The next hard fork of Ethereum, dobbed Constantinople which was
The next hard fork of Ethereum, dobbed Constantinople which was set to release in November has been delayed for early 2019. The developers confirmed the delayed release in a meeting on Friday. According to the developers, there are several bugs which they found on the test network.
The hard fork proposed five improvements to the blockchain. Constantinople will slightly enhance the network efficiency and significantly reduce the mining rewards (from 3 ETH to 2 ETH).
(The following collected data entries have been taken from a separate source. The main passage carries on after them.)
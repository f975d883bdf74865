mod common;

use anyhow::Result;
use reqwest::StatusCode;
use serde_json::Value;

#[tokio::test]
async fn health_endpoint_responds() -> Result<()> {
    let server = common::ensure_server().await?;
    let client = reqwest::Client::new();

    let res = client
        .get(format!("{}/health", server.base_url))
        .send()
        .await?;

    // OK or SERVICE_UNAVAILABLE both count as alive
    assert!(
        res.status() == StatusCode::OK || res.status() == StatusCode::SERVICE_UNAVAILABLE,
        "unexpected status: {}",
        res.status()
    );

    let _body = res.json::<Value>().await?;
    Ok(())
}

#[tokio::test]
async fn root_banner_lists_endpoints() -> Result<()> {
    let server = common::ensure_server().await?;
    let client = reqwest::Client::new();

    let body: Value = client
        .get(format!("{}/", server.base_url))
        .send()
        .await?
        .json()
        .await?;

    assert_eq!(body["success"], true);
    assert_eq!(body["data"]["name"], "ProtekCMS API");
    assert!(body["data"]["endpoints"]["pages"].is_string());
    Ok(())
}

#[tokio::test]
async fn protected_routes_require_token() -> Result<()> {
    let server = common::ensure_server().await?;
    let client = reqwest::Client::new();

    let res = client
        .get(format!("{}/api/pages", server.base_url))
        .send()
        .await?;
    assert_eq!(res.status(), StatusCode::UNAUTHORIZED);

    let body: Value = res.json().await?;
    assert_eq!(body["success"], false);
    Ok(())
}
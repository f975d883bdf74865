mod common;

use anyhow::Result;
use reqwest::StatusCode;
use serde_json::{json, Value};

#[tokio::test]
async fn seeded_admin_can_log_in() -> Result<()> {
    if !common::db_available() {
        eprintln!("skipping: DATABASE_URL not set");
        return Ok(());
    }
    let server = common::ensure_server().await?;
    let client = reqwest::Client::new();

    let res = client
        .post(format!("{}/auth/login", server.base_url))
        .json(&json!({ "email": "admin@protek.local", "password": "admin123" }))
        .send()
        .await?;
    assert_eq!(res.status(), StatusCode::OK);

    let body: Value = res.json().await?;
    assert_eq!(body["success"], true);
    assert!(body["data"]["token"].is_string());
    assert_eq!(body["data"]["user"]["email"], "admin@protek.local");
    // Credentials never leave the server
    assert!(body["data"]["user"].get("password_digest").is_none());
    Ok(())
}

#[tokio::test]
async fn wrong_password_is_rejected() -> Result<()> {
    if !common::db_available() {
        eprintln!("skipping: DATABASE_URL not set");
        return Ok(());
    }
    let server = common::ensure_server().await?;
    let client = reqwest::Client::new();

    let res = client
        .post(format!("{}/auth/login", server.base_url))
        .json(&json!({ "email": "admin@protek.local", "password": "nope" }))
        .send()
        .await?;
    assert_eq!(res.status(), StatusCode::UNAUTHORIZED);
    Ok(())
}

#[tokio::test]
async fn refresh_issues_a_new_token() -> Result<()> {
    if !common::db_available() {
        eprintln!("skipping: DATABASE_URL not set");
        return Ok(());
    }
    let server = common::ensure_server().await?;
    let token = common::admin_token(&server.base_url).await?;
    let client = reqwest::Client::new();

    let res = client
        .post(format!("{}/auth/refresh", server.base_url))
        .bearer_auth(&token)
        .send()
        .await?;
    assert_eq!(res.status(), StatusCode::OK);

    let body: Value = res.json().await?;
    assert!(body["data"]["token"].is_string());
    Ok(())
}

#[tokio::test]
async fn account_endpoint_returns_current_user() -> Result<()> {
    if !common::db_available() {
        eprintln!("skipping: DATABASE_URL not set");
        return Ok(());
    }
    let server = common::ensure_server().await?;
    let token = common::admin_token(&server.base_url).await?;
    let client = reqwest::Client::new();

    let body: Value = client
        .get(format!("{}/api/account", server.base_url))
        .bearer_auth(&token)
        .send()
        .await?
        .json()
        .await?;
    assert_eq!(body["success"], true);
    assert_eq!(body["data"]["email"], "admin@protek.local");
    Ok(())
}
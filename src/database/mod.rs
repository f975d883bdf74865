pub mod models;
pub mod pool;
pub mod query_builder;
pub mod repository;

pub use pool::{health_check, pool, run_migrations};
pub use repository::Repository;

use thiserror::Error;

/// Errors from the database layer
#[derive(Debug, Error)]
pub enum DbError {
    #[error("Missing configuration: {0}")]
    ConfigMissing(&'static str),

    #[error("Invalid database URL")]
    InvalidDatabaseUrl,

    #[error("Not found: {0}")]
    NotFound(String),

    #[error("Migration error: {0}")]
    Migration(String),

    #[error(transparent)]
    Filter(#[from] crate::filter::FilterError),

    #[error(transparent)]
    Sqlx(#[from] sqlx::Error),
}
This upgradation will be the second part of the Byzantium upgrade which is meant to move ETH from a proof-of-work consensus algorithm to a proof-of-stake.
On 13th October, the Constantinople went live on Ropsten test net at block number 4,23,000 but the block released with zero transaction. Empty blocks continued to process which means Constantinople had stalled.
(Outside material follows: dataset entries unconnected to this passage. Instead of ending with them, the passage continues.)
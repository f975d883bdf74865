use chrono::Utc;
use serde_json::Value;
use sqlx::PgPool;
use uuid::Uuid;

use crate::content::SectionKind;
use crate::database::models::{Page, PageSection};
use crate::error::ApiError;

/// Section lifecycle on top of the content registry: creation with validated
/// or defaulted payloads, content patches, lazy payload upgrades, and
/// optimistic-concurrency reordering.
pub struct PageService<'a> {
    pool: &'a PgPool,
}

impl<'a> PageService<'a> {
    pub fn new(pool: &'a PgPool) -> Self {
        Self { pool }
    }

    pub async fn get_page(&self, page_id: Uuid) -> Result<Page, ApiError> {
        sqlx::query_as::<_, Page>(
            "SELECT * FROM pages WHERE id = $1 AND deleted_at IS NULL",
        )
        .bind(page_id)
        .fetch_optional(self.pool)
        .await?
        .ok_or_else(|| ApiError::not_found(format!("Page {} not found", page_id)))
    }

    /// Live sections of a page in display order, payloads upgraded to the
    /// current schema version. Upgrades are not written back here; the next
    /// content write persists the current version.
    pub async fn list_sections(&self, page_id: Uuid) -> Result<Vec<PageSection>, ApiError> {
        let rows = sqlx::query_as::<_, PageSection>(
            "SELECT * FROM page_sections \
             WHERE page_id = $1 AND deleted_at IS NULL ORDER BY position",
        )
        .bind(page_id)
        .fetch_all(self.pool)
        .await?;

        rows.into_iter().map(Self::upgraded).collect()
    }

    pub async fn get_section(&self, section_id: Uuid) -> Result<PageSection, ApiError> {
        let section = sqlx::query_as::<_, PageSection>(
            "SELECT * FROM page_sections WHERE id = $1 AND deleted_at IS NULL",
        )
        .bind(section_id)
        .fetch_optional(self.pool)
        .await?
        .ok_or_else(|| ApiError::not_found(format!("Section {} not found", section_id)))?;

        Self::upgraded(section)
    }

    /// Create a section at the end of the page. A missing payload gets the
    /// kind's default; a present one must validate.
    pub async fn create_section(
        &self,
        page_id: Uuid,
        kind: SectionKind,
        content: Option<Value>,
    ) -> Result<PageSection, ApiError> {
        // 404 before 400: the page must exist
        self.get_page(page_id).await?;

        let content = match content {
            Some(payload) => {
                kind.validate(&payload)?;
                payload
            }
            None => kind.default_content(),
        };

        let section = sqlx::query_as::<_, PageSection>(
            "INSERT INTO page_sections (id, page_id, kind, position, schema_version, content) \
             VALUES ($1, $2, $3, \
                     (SELECT COALESCE(MAX(position), -1) + 1 FROM page_sections \
                      WHERE page_id = $2 AND deleted_at IS NULL), \
                     $4, $5) \
             RETURNING *",
        )
        .bind(Uuid::new_v4())
        .bind(page_id)
        .bind(kind.as_str())
        .bind(kind.current_version())
        .bind(content)
        .fetch_one(self.pool)
        .await?;

        Ok(section)
    }

    /// Replace a section's payload. The payload must satisfy the section
    /// kind's current shape; the row is stamped with the current version.
    pub async fn patch_section_content(
        &self,
        section_id: Uuid,
        content: Value,
    ) -> Result<PageSection, ApiError> {
        let section = self.get_section(section_id).await?;
        let kind = SectionKind::parse(&section.kind)?;
        kind.validate(&content)?;

        let updated = sqlx::query_as::<_, PageSection>(
            "UPDATE page_sections \
             SET content = $2, schema_version = $3, updated_at = $4 \
             WHERE id = $1 AND deleted_at IS NULL \
             RETURNING *",
        )
        .bind(section_id)
        .bind(content)
        .bind(kind.current_version())
        .bind(Utc::now())
        .fetch_one(self.pool)
        .await?;

        Ok(updated)
    }

    pub async fn delete_section(&self, section_id: Uuid) -> Result<PageSection, ApiError> {
        let section = sqlx::query_as::<_, PageSection>(
            "UPDATE page_sections SET deleted_at = $2 \
             WHERE id = $1 AND deleted_at IS NULL \
             RETURNING *",
        )
        .bind(section_id)
        .bind(Utc::now())
        .fetch_optional(self.pool)
        .await?
        .ok_or_else(|| ApiError::not_found(format!("Section {} not found", section_id)))?;

        Ok(section)
    }

    /// Rewrite the display order of a page's sections.
    ///
    /// `expected_version` must match the page's current `lock_version`; a
    /// mismatch means someone reordered concurrently and yields 409 with no
    /// changes applied. `section_ids` must be exactly the page's live
    /// sections.
    pub async fn reorder_sections(
        &self,
        page_id: Uuid,
        expected_version: i32,
        section_ids: &[Uuid],
    ) -> Result<Page, ApiError> {
        let mut tx = self.pool.begin().await?;

        let page = sqlx::query_as::<_, Page>(
            "SELECT * FROM pages WHERE id = $1 AND deleted_at IS NULL FOR UPDATE",
        )
        .bind(page_id)
        .fetch_optional(&mut *tx)
        .await?
        .ok_or_else(|| ApiError::not_found(format!("Page {} not found", page_id)))?;

        if page.lock_version != expected_version {
            return Err(ApiError::conflict(format!(
                "Page was reordered concurrently (expected version {}, found {})",
                expected_version, page.lock_version
            )));
        }

        let live_ids: Vec<Uuid> = sqlx::query_scalar(
            "SELECT id FROM page_sections WHERE page_id = $1 AND deleted_at IS NULL",
        )
        .bind(page_id)
        .fetch_all(&mut *tx)
        .await?;

        if !same_id_set(section_ids, &live_ids) {
            return Err(ApiError::bad_request(
                "Reorder must list every live section of the page exactly once",
            ));
        }

        for (position, section_id) in section_ids.iter().enumerate() {
            sqlx::query("UPDATE page_sections SET position = $2, updated_at = $3 WHERE id = $1")
                .bind(section_id)
                .bind(position as i32)
                .bind(Utc::now())
                .execute(&mut *tx)
                .await?;
        }

        let page = sqlx::query_as::<_, Page>(
            "UPDATE pages SET lock_version = lock_version + 1, updated_at = $2 \
             WHERE id = $1 RETURNING *",
        )
        .bind(page_id)
        .bind(Utc::now())
        .fetch_one(&mut *tx)
        .await?;

        tx.commit().await?;
        Ok(page)
    }

    fn upgraded(mut section: PageSection) -> Result<PageSection, ApiError> {
        let kind = SectionKind::parse(&section.kind)?;
        if section.schema_version != kind.current_version() {
            let (content, version) =
                kind.upgrade(section.schema_version, section.content)?;
            section.content = content;
            section.schema_version = version;
        }
        Ok(section)
    }
}

fn same_id_set(requested: &[Uuid], live: &[Uuid]) -> bool {
    if requested.len() != live.len() {
        return false;
    }
    let mut a: Vec<Uuid> = requested.to_vec();
    let mut b: Vec<Uuid> = live.to_vec();
    a.sort();
    a.dedup();
    if a.len() != live.len() {
        return false;
    }
    b.sort();
    a == b
}

#[cfg(test)]
mod tests {
    use super::*;

    #[test]
    fn id_set_comparison() {
        let a = Uuid::new_v4();
        let b = Uuid::new_v4();
        let c = Uuid::new_v4();

        assert!(same_id_set(&[a, b], &[b, a]));
        assert!(!same_id_set(&[a, b], &[a, c]));
        assert!(!same_id_set(&[a], &[a, b]));
        // Duplicates never match
        assert!(!same_id_set(&[a, a], &[a, b]));
    }
}
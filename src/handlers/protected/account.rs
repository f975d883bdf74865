use axum::extract::Extension;
use axum::response::Json;
use chrono::Utc;
use serde::Deserialize;
use serde_json::{json, Value};

use crate::auth::{hash_password, new_salt, verify_password};
use crate::database::models::{AuditAction, User};
use crate::database;
use crate::error::ApiError;
use crate::middleware::AuthUser;
use crate::services::AuditService;

/// GET /api/account - the authenticated user's own record
pub async fn get(Extension(user): Extension<AuthUser>) -> Result<Json<Value>, ApiError> {
    let account = fetch_user(&user).await?;
    Ok(Json(json!({ "success": true, "data": account })))
}

#[derive(Debug, Deserialize)]
pub struct UpdateAccountRequest {
    pub name: Option<String>,
    pub email: Option<String>,
}

/// PUT /api/account - update name and/or email
pub async fn update(
    Extension(user): Extension<AuthUser>,
    Json(payload): Json<UpdateAccountRequest>,
) -> Result<Json<Value>, ApiError> {
    if let Some(ref email) = payload.email {
        if !email.contains('@') {
            return Err(ApiError::validation_error(
                "Invalid email address",
                Some([("email".to_string(), "invalid format".to_string())].into()),
            ));
        }
    }
    if let Some(ref name) = payload.name {
        if name.trim().is_empty() {
            return Err(ApiError::validation_error(
                "Name cannot be empty",
                Some([("name".to_string(), "required".to_string())].into()),
            ));
        }
    }

    let pool = database::pool().await?;

    if let Some(ref email) = payload.email {
        let taken: Option<uuid::Uuid> = sqlx::query_scalar(
            "SELECT id FROM users WHERE email = $1 AND id != $2 AND deleted_at IS NULL",
        )
        .bind(email)
        .bind(user.user_id)
        .fetch_optional(pool)
        .await?;
        if taken.is_some() {
            return Err(ApiError::conflict("Email is already in use"));
        }
    }

    let account = sqlx::query_as::<_, User>(
        "UPDATE users SET \
            name = COALESCE($2, name), \
            email = COALESCE($3, email), \
            updated_at = $4 \
         WHERE id = $1 AND deleted_at IS NULL RETURNING *",
    )
    .bind(user.user_id)
    .bind(payload.name.as_deref().map(str::trim))
    .bind(payload.email.as_deref())
    .bind(Utc::now())
    .fetch_optional(pool)
    .await?
    .ok_or_else(|| ApiError::not_found("Account no longer exists"))?;

    AuditService::record(
        &user,
        AuditAction::Update,
        "user",
        Some(account.id),
        json!({ "email": account.email }),
    )
    .await;

    Ok(Json(json!({ "success": true, "data": account })))
}

#[derive(Debug, Deserialize)]
pub struct ChangePasswordRequest {
    pub current_password: String,
    pub new_password: String,
}

/// PUT /api/account/password - requires the current password
pub async fn change_password(
    Extension(user): Extension<AuthUser>,
    Json(payload): Json<ChangePasswordRequest>,
) -> Result<Json<Value>, ApiError> {
    if payload.new_password.len() < 8 {
        return Err(ApiError::validation_error(
            "Password must be at least 8 characters",
            Some([("new_password".to_string(), "too short".to_string())].into()),
        ));
    }

    let account = fetch_user(&user).await?;
    if !verify_password(
        &payload.current_password,
        &account.password_salt,
        &account.password_digest,
    ) {
        return Err(ApiError::unauthorized("Current password is incorrect"));
    }

    let salt = new_salt();
    let digest = hash_password(&payload.new_password, &salt);

    let pool = database::pool().await?;
    sqlx::query(
        "UPDATE users SET password_digest = $2, password_salt = $3, updated_at = $4 \
         WHERE id = $1",
    )
    .bind(account.id)
    .bind(&digest)
    .bind(&salt)
    .bind(Utc::now())
    .execute(pool)
    .await?;

    AuditService::record(
        &user,
        AuditAction::Update,
        "user",
        Some(account.id),
        json!({ "password_changed": true }),
    )
    .await;

    Ok(Json(json!({ "success": true, "data": { "updated": true } })))
}

async fn fetch_user(user: &AuthUser) -> Result<User, ApiError> {
    let pool = database::pool().await?;
    sqlx::query_as::<_, User>("SELECT * FROM users WHERE id = $1 AND deleted_at IS NULL")
        .bind(user.user_id)
        .fetch_optional(pool)
        .await?
        .ok_or_else(|| ApiError::not_found("Account no longer exists"))
}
Because of the several bugs in the code which was released on the test network, the developers postponed the release of the hard fork to late January or February next year. According to the developers, moving ahead with the hard fork in November would be unwise.
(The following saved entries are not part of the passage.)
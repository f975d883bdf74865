use axum::extract::{Extension, Multipart, Path, Query};
use axum::http::{header, StatusCode};
use axum::response::{IntoResponse, Json, Response};
use chrono::Utc;
use serde::Deserialize;
use serde_json::{json, Value};
use uuid::Uuid;

use crate::config;
use crate::database::models::{AuditAction, MediaAsset};
use crate::database::{self, Repository};
use crate::error::ApiError;
use crate::filter::FilterData;
use crate::media::{FsStore, MediaStore, MediaStoreError};
use crate::middleware::AuthUser;
use crate::services::AuditService;

#[derive(Debug, Deserialize)]
pub struct MediaListQuery {
    pub limit: Option<i32>,
    pub offset: Option<i32>,
}

/// GET /api/media
pub async fn list(Query(query): Query<MediaListQuery>) -> Result<Json<Value>, ApiError> {
    let pool = database::pool().await?;
    let repo = Repository::<MediaAsset>::new("media_assets", pool.clone());

    let filter = FilterData {
        order: Some(json!("created_at desc")),
        limit: query.limit,
        offset: query.offset,
        ..Default::default()
    };
    let total = repo.count(filter.clone()).await?;
    let assets = repo.select_any(filter).await?;

    Ok(Json(json!({ "success": true, "data": assets, "total": total })))
}

/// POST /api/media - multipart upload: a `file` part plus optional `alt` text
pub async fn upload(
    Extension(user): Extension<AuthUser>,
    mut multipart: Multipart,
) -> Result<Json<Value>, ApiError> {
    let max_bytes = config::config().media.max_upload_bytes;

    let mut file: Option<(String, String, Vec<u8>)> = None;
    let mut alt = String::new();

    while let Some(field) = multipart
        .next_field()
        .await
        .map_err(|e| ApiError::bad_request(format!("Malformed multipart body: {}", e)))?
    {
        match field.name() {
            Some("file") => {
                let file_name = field.file_name().unwrap_or("upload").to_string();
                let content_type = field
                    .content_type()
                    .unwrap_or("application/octet-stream")
                    .to_string();
                let bytes = field
                    .bytes()
                    .await
                    .map_err(|e| ApiError::bad_request(format!("Failed to read upload: {}", e)))?;
                if bytes.len() > max_bytes {
                    return Err(ApiError::bad_request(format!(
                        "Upload exceeds maximum size of {} bytes",
                        max_bytes
                    )));
                }
                file = Some((file_name, content_type, bytes.to_vec()));
            }
            Some("alt") => {
                alt = field.text().await.unwrap_or_default();
            }
            _ => {}
        }
    }

    let (file_name, content_type, bytes) =
        file.ok_or_else(|| ApiError::bad_request("Missing 'file' part"))?;
    if bytes.is_empty() {
        return Err(ApiError::bad_request("Uploaded file is empty"));
    }

    let store = FsStore::from_config();
    let storage_path = store
        .put(&file_name, &bytes)
        .await
        .map_err(store_error)?;

    let pool = database::pool().await?;
    let asset = sqlx::query_as::<_, MediaAsset>(
        "INSERT INTO media_assets (id, file_name, content_type, byte_size, storage_path, alt) \
         VALUES ($1, $2, $3, $4, $5, $6) RETURNING *",
    )
    .bind(Uuid::new_v4())
    .bind(&file_name)
    .bind(&content_type)
    .bind(bytes.len() as i64)
    .bind(&storage_path)
    .bind(&alt)
    .fetch_one(pool)
    .await?;

    AuditService::record(
        &user,
        AuditAction::Create,
        "media_asset",
        Some(asset.id),
        json!({ "file_name": asset.file_name, "byte_size": asset.byte_size }),
    )
    .await;

    Ok(Json(json!({ "success": true, "data": asset })))
}

/// GET /api/media/:id - metadata
pub async fn get(Path(id): Path<Uuid>) -> Result<Json<Value>, ApiError> {
    let asset = fetch_asset(id).await?;
    Ok(Json(json!({ "success": true, "data": asset })))
}

/// GET /api/media/:id/raw - asset bytes with the stored content type
pub async fn raw(Path(id): Path<Uuid>) -> Result<Response, ApiError> {
    let asset = fetch_asset(id).await?;

    let store = FsStore::from_config();
    let bytes = store.get(&asset.storage_path).await.map_err(store_error)?;

    Ok((
        StatusCode::OK,
        [(header::CONTENT_TYPE, asset.content_type)],
        bytes,
    )
        .into_response())
}

/// DELETE /api/media/:id - soft-delete the row, remove the bytes
pub async fn delete(
    Extension(user): Extension<AuthUser>,
    Path(id): Path<Uuid>,
) -> Result<Json<Value>, ApiError> {
    let pool = database::pool().await?;
    let asset = sqlx::query_as::<_, MediaAsset>(
        "UPDATE media_assets SET deleted_at = $2 \
         WHERE id = $1 AND deleted_at IS NULL RETURNING *",
    )
    .bind(id)
    .bind(Utc::now())
    .fetch_optional(pool)
    .await?
    .ok_or_else(|| ApiError::not_found(format!("Media asset {} not found", id)))?;

    // Bytes are gone even if the row is only soft-deleted; restore would re-upload
    let store = FsStore::from_config();
    if let Err(e) = store.delete(&asset.storage_path).await {
        tracing::warn!("failed to remove stored file {}: {}", asset.storage_path, e);
    }

    AuditService::record(
        &user,
        AuditAction::Delete,
        "media_asset",
        Some(asset.id),
        json!({ "file_name": asset.file_name }),
    )
    .await;

    Ok(Json(json!({ "success": true, "data": asset })))
}

async fn fetch_asset(id: Uuid) -> Result<MediaAsset, ApiError> {
    let pool = database::pool().await?;
    sqlx::query_as::<_, MediaAsset>(
        "SELECT * FROM media_assets WHERE id = $1 AND deleted_at IS NULL",
    )
    .bind(id)
    .fetch_optional(pool)
    .await?
    .ok_or_else(|| ApiError::not_found(format!("Media asset {} not found", id)))
}

fn store_error(err: MediaStoreError) -> ApiError {
    match err {
        MediaStoreError::NotFound(path) => {
            tracing::warn!("asset row exists but file missing: {}", path);
            ApiError::not_found("Stored file is missing")
        }
        other => {
            tracing::error!("media store error: {}", other);
            ApiError::internal_server_error("Media storage error")
        }
    }
}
In a live-streamed meeting, developer Afri Schoeden said that
“I keep getting the feeling that we’re trying to rush this and I would second that we should breathe and see what happens.”
Security head at the Ethereum Foundation, Martin Holste Swende said that “there could be time at that point to include code for another proposition, named ProgPow, into Constantinople.”
The main aim of ProgPow is to shore up the resistance of ETH to specialised mining hardware which could price out smaller mining operations that use GPUs to mine.
In the previous core developer meeting, ProgPow was discussed, and it was decided that the code could not be rushed into the Constantinople. It can be added to Ethereum with another hard fork shortly after the Constantinople.
According to the communication officer for the Ethereum Foundation, Hudson Jameson developers have to prepare a lot to release the hard fork on mainnet. He said that
“We need to coordinate more with miners on when we switch over hash power, and that also includes mainnet.”